__WORK ITEM__. Reproduce, unaltered, the line with "cancel.cancel();" along with every line that follows it in the records, up to the last.

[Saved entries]

-- Opening Marker --

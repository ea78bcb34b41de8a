//! Flight orchestration.
//!
//! [`FlightService`] owns the two operations the transport adapters call:
//!
//! - [`FlightService::create_flight`]: validate, check the aircraft, store, then
//!   best-effort cache and publish
//! - [`FlightService::get_flight_by_id`]: cache-aside lookup with backfill
//!
//! Store, validation and aircraft failures abort and propagate. Cache and
//! publish failures are logged, counted and swallowed.
//!
//! # Example
//!
//! ```
//! use flights_core::cache::NoopFlightCache;
//! use flights_service::FlightService;
//! use flights_testing::{InMemoryFlightStore, StubAircraftValidator};
//! use std::sync::Arc;
//!
//! let service = FlightService::builder(
//!     Arc::new(InMemoryFlightStore::new()),
//!     Arc::new(StubAircraftValidator::existing()),
//! )
//! .cache(Arc::new(NoopFlightCache))
//! .build();
//! # let _ = service;
//! ```

use chrono::{DateTime, Utc};
use flights_core::aircraft::ExistenceValidator;
use flights_core::cache::{FlightCache, NoopFlightCache};
use flights_core::context::RequestContext;
use flights_core::error::FlightError;
use flights_core::flight::{AircraftId, Flight, FlightId, FlightStatus};
use flights_core::publisher::{FlightEventPublisher, NoopEventPublisher};
use flights_core::store::FlightStore;
use flights_core::validation::validate_new_flight;
use std::future::Future;
use std::sync::Arc;
use tokio_util::sync::CancellationToken;

/// Raw arguments for [`FlightService::create_flight`], as decoded by a transport.
#[derive(Clone, Debug, PartialEq, Eq)]
pub struct NewFlight {
    /// Flight number, any case, may be padded
    pub number: String,
    /// Origin IATA code, any case, may be padded
    pub origin: String,
    /// Destination IATA code, any case, may be padded
    pub destination: String,
    /// Scheduled departure
    pub departure_time: DateTime<Utc>,
    /// Scheduled arrival
    pub arrival_time: DateTime<Utc>,
    /// Aircraft operating the flight
    pub aircraft_id: AircraftId,
}

/// Creates and looks up flights.
///
/// Holds only shared references to its collaborators, so one instance can
/// serve every request.
#[derive(Clone)]
pub struct FlightService {
    store: Arc<dyn FlightStore>,
    validator: Arc<dyn ExistenceValidator>,
    cache: Arc<dyn FlightCache>,
    publisher: Arc<dyn FlightEventPublisher>,
}

impl FlightService {
    /// Start building a service around its two mandatory collaborators.
    ///
    /// Cache and publisher default to no-ops.
    #[must_use]
    pub fn builder(
        store: Arc<dyn FlightStore>,
        validator: Arc<dyn ExistenceValidator>,
    ) -> FlightServiceBuilder {
        FlightServiceBuilder {
            store,
            validator,
            cache: Arc::new(NoopFlightCache),
            publisher: Arc::new(NoopEventPublisher),
        }
    }

    /// Create a flight.
    ///
    /// Validation runs first and touches no collaborator. The aircraft check
    /// and the store write abort on failure; caching and publishing do not.
    ///
    /// # Errors
    ///
    /// - [`FlightError::Validation`] for rejected input
    /// - [`FlightError::AircraftNotFound`] if the aircraft does not exist
    /// - [`FlightError::DownstreamUnavailable`] if the aircraft service cannot answer
    /// - [`FlightError::AlreadyExists`] if the number already departs at that time
    /// - [`FlightError::Store`] for any other persistence failure
    /// - [`FlightError::Cancelled`] if `cancel` fires before the store write completes
    pub async fn create_flight(
        &self,
        request: NewFlight,
        context: &RequestContext,
        cancel: &CancellationToken,
    ) -> Result<Flight, FlightError> {
        let result = self.create(request, context, cancel).await;
        match &result {
            Ok(flight) => {
                metrics::counter!("flights_created_total").increment(1);
                tracing::info!(
                    flight_id = %flight.id,
                    number = %flight.number,
                    aircraft_id = %flight.aircraft_id,
                    "Flight created"
                );
            }
            Err(error) => {
                metrics::counter!(
                    "flights_create_failures_total",
                    "kind" => error.kind().as_str()
                )
                .increment(1);
            }
        }
        result
    }

    async fn create(
        &self,
        request: NewFlight,
        context: &RequestContext,
        cancel: &CancellationToken,
    ) -> Result<Flight, FlightError> {
        let valid = validate_new_flight(
            &request.number,
            &request.origin,
            &request.destination,
            request.departure_time,
            request.arrival_time,
        )
        .inspect_err(|e| tracing::debug!(number = %request.number, error = %e, "Rejected flight"))?;

        guarded(cancel, self.validator.exists(request.aircraft_id))
            .await?
            .map_err(|e| {
                let error = FlightError::from(e);
                if matches!(error, FlightError::DownstreamUnavailable(_)) {
                    tracing::error!(aircraft_id = %request.aircraft_id, error = %error, "Aircraft check failed");
                } else {
                    tracing::debug!(aircraft_id = %request.aircraft_id, "Aircraft not found");
                }
                error
            })?;

        let mut flight = Flight {
            id: FlightId::new(),
            number: valid.number,
            origin: valid.origin,
            destination: valid.destination,
            departure_time: valid.departure,
            arrival_time: valid.arrival,
            status: FlightStatus::Scheduled,
            aircraft_id: request.aircraft_id,
            created_by: context.user_id,
            last_updated_by: context.user_id,
            organization_id: context.organization_id,
            created_at: None,
            updated_at: None,
        };

        let stamps = guarded(cancel, self.store.create_flight(&flight))
            .await?
            .map_err(|e| {
                let error = FlightError::from(e);
                if matches!(error, FlightError::AlreadyExists { .. }) {
                    tracing::debug!(number = %flight.number, departure = %flight.departure_time, "Duplicate flight");
                } else {
                    tracing::error!(flight_id = %flight.id, error = %error, "Failed to store flight");
                }
                error
            })?;
        flight.created_at = Some(stamps.created_at);
        flight.updated_at = Some(stamps.updated_at);

        self.cache_best_effort(&flight, cancel).await;

        if let Err(error) = self.publisher.publish_flight_created(&flight, cancel).await {
            best_effort_failure("publish");
            tracing::warn!(
                flight_id = %flight.id,
                kind = error.kind(),
                error = %error,
                "Failed to publish FlightCreated event"
            );
        }

        Ok(flight)
    }

    /// Look up a flight, cache first.
    ///
    /// A cache hit never touches the store. A store hit is written back to the
    /// cache before returning. Cache failures are treated as misses.
    ///
    /// # Errors
    ///
    /// - [`FlightError::FlightNotFound`] if no such flight exists
    /// - [`FlightError::Store`] if the store cannot be read
    /// - [`FlightError::Cancelled`] if `cancel` fires before the lookup completes
    pub async fn get_flight_by_id(
        &self,
        id: FlightId,
        cancel: &CancellationToken,
    ) -> Result<Flight, FlightError> {
        match guarded(cancel, self.cache.get_flight(id)).await? {
            Ok(Some(flight)) => {
                lookup("cache");
                return Ok(flight);
            }
            Ok(None) => {}
            Err(error) => {
                best_effort_failure("cache_get");
                tracing::warn!(flight_id = %id, error = %error, "Flight cache read failed, using store");
            }
        }

        let flight = guarded(cancel, self.store.get_flight_by_id(id))
            .await?
            .map_err(|e| {
                let error = FlightError::from(e);
                if !matches!(error, FlightError::FlightNotFound(_)) {
                    tracing::error!(flight_id = %id, error = %error, "Failed to load flight");
                }
                error
            })?;
        lookup("store");

        self.cache_best_effort(&flight, cancel).await;
        Ok(flight)
    }

    async fn cache_best_effort(&self, flight: &Flight, cancel: &CancellationToken) {
        match guarded(cancel, self.cache.set_flight(flight)).await {
            Ok(Ok(())) => {}
            Ok(Err(error)) => {
                best_effort_failure("cache_set");
                tracing::warn!(flight_id = %flight.id, error = %error, "Failed to cache flight");
            }
            Err(_) => {
                tracing::debug!(flight_id = %flight.id, "Cache write abandoned, request cancelled");
            }
        }
    }
}

/// Builder for [`FlightService`].
pub struct FlightServiceBuilder {
    store: Arc<dyn FlightStore>,
    validator: Arc<dyn ExistenceValidator>,
    cache: Arc<dyn FlightCache>,
    publisher: Arc<dyn FlightEventPublisher>,
}

impl FlightServiceBuilder {
    /// Use this cache
    #[must_use]
    pub fn cache(mut self, cache: Arc<dyn FlightCache>) -> Self {
        self.cache = cache;
        self
    }

    /// Use this event publisher
    #[must_use]
    pub fn publisher(mut self, publisher: Arc<dyn FlightEventPublisher>) -> Self {
        self.publisher = publisher;
        self
    }

    /// Finish building.
    #[must_use]
    pub fn build(self) -> FlightService {
        FlightService {
            store: self.store,
            validator: self.validator,
            cache: self.cache,
            publisher: self.publisher,
        }
    }
}

/// Race a collaborator call against cancellation.
async fn guarded<T>(
    cancel: &CancellationToken,
    call: impl Future<Output = T>,
) -> Result<T, FlightError> {
    tokio::select! {
        biased;
        () = cancel.cancelled() => Err(FlightError::Cancelled),
        out = call => Ok(out),
    }
}

fn lookup(source: &'static str) {
    metrics::counter!("flights_lookups_total", "source" => source).increment(1);
}

fn best_effort_failure(operation: &'static str) {
    metrics::counter!("flights_best_effort_failures_total", "operation" => operation).increment(1);
}

#[cfg(test)]
mod tests {
    #![allow(clippy::unwrap_used)]

    use super::*;
    use std::time::Duration;

    #[tokio::test]
    async fn guarded_returns_the_call_result() {
        let cancel = CancellationToken::new();
        assert_eq!(guarded(&cancel, async { 7 }).await, Ok(7));
    }

    #[tokio::test]
    async fn guarded_prefers_cancellation() {
        let cancel = CancellationToken::new();
        cancel.cancel();
        assert_eq!(guarded(&cancel, async { 7 }).await, Err(FlightError::Cancelled));
    }

    #[tokio::test(start_paused = true)]
    async fn guarded_stops_waiting_once_cancelled() {
        let cancel = CancellationToken::new();
        let trigger = cancel.clone();
        tokio::spawn(async move {
            tokio::time::sleep(Duration::from_millis(10)).await;
            trigger.cancel();
        });

        let out = guarded(&cancel, tokio::time::sleep(Duration::from_secs(3600))).await;
        assert_eq!(out, Err(FlightError::Cancelled));
    }
}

-- Closing Marker --

__EXERCISE RESPONSE__.
        cancel.cancel();
        assert_eq!(guarded(&cancel, async { 7 }).await, Err(FlightError::Cancelled));
    }

    #[tokio::test(start_paused = true)]
    async fn guarded_stops_waiting_once_cancelled() {
        let cancel = CancellationToken::new();
        let trigger = cancel.clone();
        tokio::spawn(async move {
            tokio::time::sleep(Duration::from_millis(10)).await;
            trigger.cancel();
        });

        let out = guarded(&cancel, tokio::time::sleep(Duration::from_secs(3600))).await;
        assert_eq!(out, Err(FlightError::Cancelled));
    }
}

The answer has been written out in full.